A proposito di precarietà, di recente la Cgil è tornata a lavorare su delle proposte di referendum contro norme contenute anche nel Jobs Act. A che punto è il lavoro sui quesiti? E pensa che i partiti di opposizione potrebbero spaccarsi sull'appoggio a questi referendum?

Noi, insieme alla Uil, stiamo proseguendo la mobilitazione e gli scioperi che abbiamo fatto nello scorso mese di dicembre per cambiare le politiche del governo. Poi come Cgil abbiamo valutato che in questa nostra strategia abbiamo bisogno di cambiare le leggi sbagliate sugli appalti, sulla precarietà, sul Jobs Act, perché queste leggi in questi anni hanno cancellato la libertà delle persone. Quando una persona è precaria non è libera, quando una persona non ha diritti ed è ricattabile, non è libera. Quando in un cantiere o in un appalto si muore perché non vengono rispettate le norme di sicurezza, non si è liberi.

E noi stiamo decidendo – in questo mese concluderemo questa discussione – anche di usare lo strumento del referendum. Vogliamo usare tutti gli strumenti: quello della contrattazione nazionale, aziendale, quello del contrasto giuridico nei tribunali, ma qui c'è una legislazione da cambiare. Siccome il governo e il Parlamento stanno addirittura peggiorando queste leggi, noi pensiamo anche di usare lo strumento del referendum, perché il referendum è anche un documento democratico che permette alla singola persona di decidere senza mediazioni.

Io penso che i partiti che stanno all'opposizione dovrebbero cogliere positivamente questa iniziativa.
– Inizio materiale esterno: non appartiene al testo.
//! Authentication service.
//!
//! Provides password authentication plus the email-verification and
//! password-reset link flows. Tokens are random 256-bit values sent to the
//! user as hex; only their SHA-256 hash is stored.

mod error;

pub use error::AuthError;

use argon2::{
    Argon2,
    password_hash::{PasswordHash, PasswordHasher, PasswordVerifier, SaltString, rand_core::OsRng},
};
use chrono::Utc;
use sha2::{Digest, Sha256};
use sqlx::PgPool;

use cyna_core::{Email, Role, UserId};

use crate::db::tokens::TokenPurpose;
use crate::db::{RepositoryError, TokenRepository, UserRepository};
use crate::models::User;

/// Minimum password length.
const MIN_PASSWORD_LENGTH: usize = 8;

/// Authentication service.
///
/// Handles registration, login, email verification, and password resets.
pub struct AuthService<'a> {
    users: UserRepository<'a>,
    tokens: TokenRepository<'a>,
}

impl<'a> AuthService<'a> {
    /// Create a new authentication service.
    #[must_use]
    pub const fn new(pool: &'a PgPool) -> Self {
        Self {
            users: UserRepository::new(pool),
            tokens: TokenRepository::new(pool),
        }
    }

    // =========================================================================
    // Registration & login
    // =========================================================================

    /// Register a new client user with email and password.
    ///
    /// # Errors
    ///
    /// Returns `AuthError::InvalidEmail` if the email format is invalid.
    /// Returns `AuthError::WeakPassword` if the password doesn't meet requirements.
    /// Returns `AuthError::UserAlreadyExists` if the email is already registered.
    pub async fn register(
        &self,
        email: &str,
        password: &str,
        first_name: &str,
        last_name: &str,
    ) -> Result<User, AuthError> {
        let email = Email::parse(email)?;
        validate_password(password)?;

        let password_hash = hash_password(password)?;

        let user = self
            .users
            .create(&email, &password_hash, first_name, last_name, Role::Client)
            .await
            .map_err(|e| match e {
                RepositoryError::Conflict(_) => AuthError::UserAlreadyExists,
                other => AuthError::Repository(other),
            })?;

        Ok(user)
    }

    /// Login with email and password.
    ///
    /// # Errors
    ///
    /// Returns `AuthError::InvalidCredentials` if the email/password is wrong.
    pub async fn login(&self, email: &str, password: &str) -> Result<User, AuthError> {
        let email = Email::parse(email)?;

        let (user, password_hash) = self
            .users
            .get_with_password_hash(&email)
            .await?
            .ok_or(AuthError::InvalidCredentials)?;

        verify_password(password, &password_hash)?;

        Ok(user)
    }

    // =========================================================================
    // Email verification
    // =========================================================================

    /// Issue an email-verification token for a user.
    ///
    /// Returns the cleartext token to embed in the emailed link. Any earlier
    /// verification token for the user stops working.
    ///
    /// # Errors
    ///
    /// Returns `AuthError::Repository` if the database operation fails.
    pub async fn issue_verification_token(&self, user_id: UserId) -> Result<String, AuthError> {
        self.issue_token(user_id, TokenPurpose::VerifyEmail).await
    }

    /// Consume a verification token and mark the user's email verified.
    ///
    /// # Errors
    ///
    /// Returns `AuthError::InvalidToken` if the token is unknown or expired.
    pub async fn verify_email(&self, token: &str) -> Result<UserId, AuthError> {
        let user_id = self
            .tokens
            .consume(&hash_token(token), TokenPurpose::VerifyEmail)
            .await
            .map_err(|e| match e {
                RepositoryError::NotFound => AuthError::InvalidToken,
                other => AuthError::Repository(other),
            })?;

        self.users.mark_email_verified(user_id).await?;
        Ok(user_id)
    }

    // =========================================================================
    // Password reset
    // =========================================================================

    /// Start a password reset for the given address.
    ///
    /// Returns the user and a cleartext token, or `None` when no account
    /// matches - the route responds 200 either way so the endpoint cannot be
    /// used to probe for accounts.
    ///
    /// # Errors
    ///
    /// Returns `AuthError::InvalidEmail` if the email format is invalid.
    pub async fn start_password_reset(
        &self,
        email: &str,
    ) -> Result<Option<(User, String)>, AuthError> {
        let email = Email::parse(email)?;

        let Some(user) = self.users.get_by_email(&email).await? else {
            return Ok(None);
        };

        let token = self.issue_token(user.id, TokenPurpose::ResetPassword).await?;
        Ok(Some((user, token)))
    }

    /// Consume a reset token and set the new password.
    ///
    /// # Errors
    ///
    /// Returns `AuthError::InvalidToken` if the token is unknown or expired.
    /// Returns `AuthError::WeakPassword` if the new password fails validation.
    pub async fn reset_password(
        &self,
        token: &str,
        new_password: &str,
    ) -> Result<UserId, AuthError> {
        validate_password(new_password)?;

        let user_id = self
            .tokens
            .consume(&hash_token(token), TokenPurpose::ResetPassword)
            .await
            .map_err(|e| match e {
                RepositoryError::NotFound => AuthError::InvalidToken,
                other => AuthError::Repository(other),
            })?;

        let password_hash = hash_password(new_password)?;
        self.users
            .update_password_hash(user_id, &password_hash)
            .await?;

        Ok(user_id)
    }

    /// Get a user by ID.
    ///
    /// # Errors
    ///
    /// Returns `AuthError::UserNotFound` if the user doesn't exist.
    pub async fn get_user(&self, user_id: UserId) -> Result<User, AuthError> {
        self.users
            .get_by_id(user_id)
            .await?
            .ok_or(AuthError::UserNotFound)
    }

    async fn issue_token(
        &self,
        user_id: UserId,
        purpose: TokenPurpose,
    ) -> Result<String, AuthError> {
        let token = generate_token();
        let expires_at = Utc::now() + purpose.ttl();

        self.tokens
            .store(user_id, &hash_token(&token), purpose, expires_at)
            .await?;

        Ok(token)
    }
}

/// Generate a random 256-bit token, hex-encoded.
fn generate_token() -> String {
    use rand::Rng;
    let bytes: [u8; 32] = rand::rng().random();
    hex::encode(bytes)
}

/// SHA-256 hash of a token, hex-encoded, as stored in the database.
fn hash_token(token: &str) -> String {
    hex::encode(Sha256::digest(token.as_bytes()))
}

/// Validate password meets requirements.
fn validate_password(password: &str) -> Result<(), AuthError> {
    if password.len() < MIN_PASSWORD_LENGTH {
        return Err(AuthError::WeakPassword(format!(
            "password must be at least {MIN_PASSWORD_LENGTH} characters"
        )));
    }

    Ok(())
}

/// Hash a password using Argon2id.
fn hash_password(password: &str) -> Result<String, AuthError> {
    let salt = SaltString::generate(&mut OsRng);
    let argon2 = Argon2::default();

    argon2
        .hash_password(password.as_bytes(), &salt)
        .map(|hash| hash.to_string())
        .map_err(|_| AuthError::PasswordHash)
}

/// Verify a password against a hash.
fn verify_password(password: &str, hash: &str) -> Result<(), AuthError> {
    let parsed_hash = PasswordHash::new(hash).map_err(|_| AuthError::InvalidCredentials)?;
    let argon2 = Argon2::default();

    argon2
        .verify_password(password.as_bytes(), &parsed_hash)
        .map_err(|_| AuthError::InvalidCredentials)
}

#[cfg(test)]
#[allow(clippy::unwrap_used)]
mod tests {
    use super::*;

    #[test]
    fn test_validate_password_length() {
        assert!(validate_password("short").is_err());
        assert!(validate_password("long enough password").is_ok());
    }

    #[test]
    fn test_hash_and_verify_password() {
        let hash = hash_password("correct horse battery").unwrap();
        assert!(verify_password("correct horse battery", &hash).is_ok());
        assert!(verify_password("wrong password", &hash).is_err());
    }

    #[test]
    fn test_generate_token_format() {
        let token = generate_token();
        assert_eq!(token.len(), 64);
        assert!(token.chars().all(|c| c.is_ascii_hexdigit()));
    }

    #[test]
    fn test_generate_token_unique() {
        assert_ne!(generate_token(), generate_token());
    }

    #[test]
    fn test_hash_token_stable() {
        let token = "abc123";
        assert_eq!(hash_token(token), hash_token(token));
        assert_ne!(hash_token(token), hash_token("abc124"));
        // SHA-256 hex digest
        assert_eq!(hash_token(token).len(), 64);
    }
}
Noi naturalmente ci rivolgiamo a tutti i cittadini: chi è giovane, non vuole essere precario; immagino che chi ha dei figli preferisce che lavorino in Italia e che non vadano all'estero; e immagino che anche chi fa impresa, ha bisogno di persone libere che usino la loro testa, che siano retribuiti e che possano vivere dignitosamente, che abbiano anche uno stipendio da spendere. Quindi la nostra non è una battaglia semplicemente contro qualcuno, ma è una battaglia per dare un futuro a questo Paese, mettendo al centro la libertà delle persone. Chiediamo ad ogni cittadino di usare questo suo diritto e di essere lui direttamente che dice "Basta con la precarietà, voglio essere libero e voglio un lavoro dignitoso".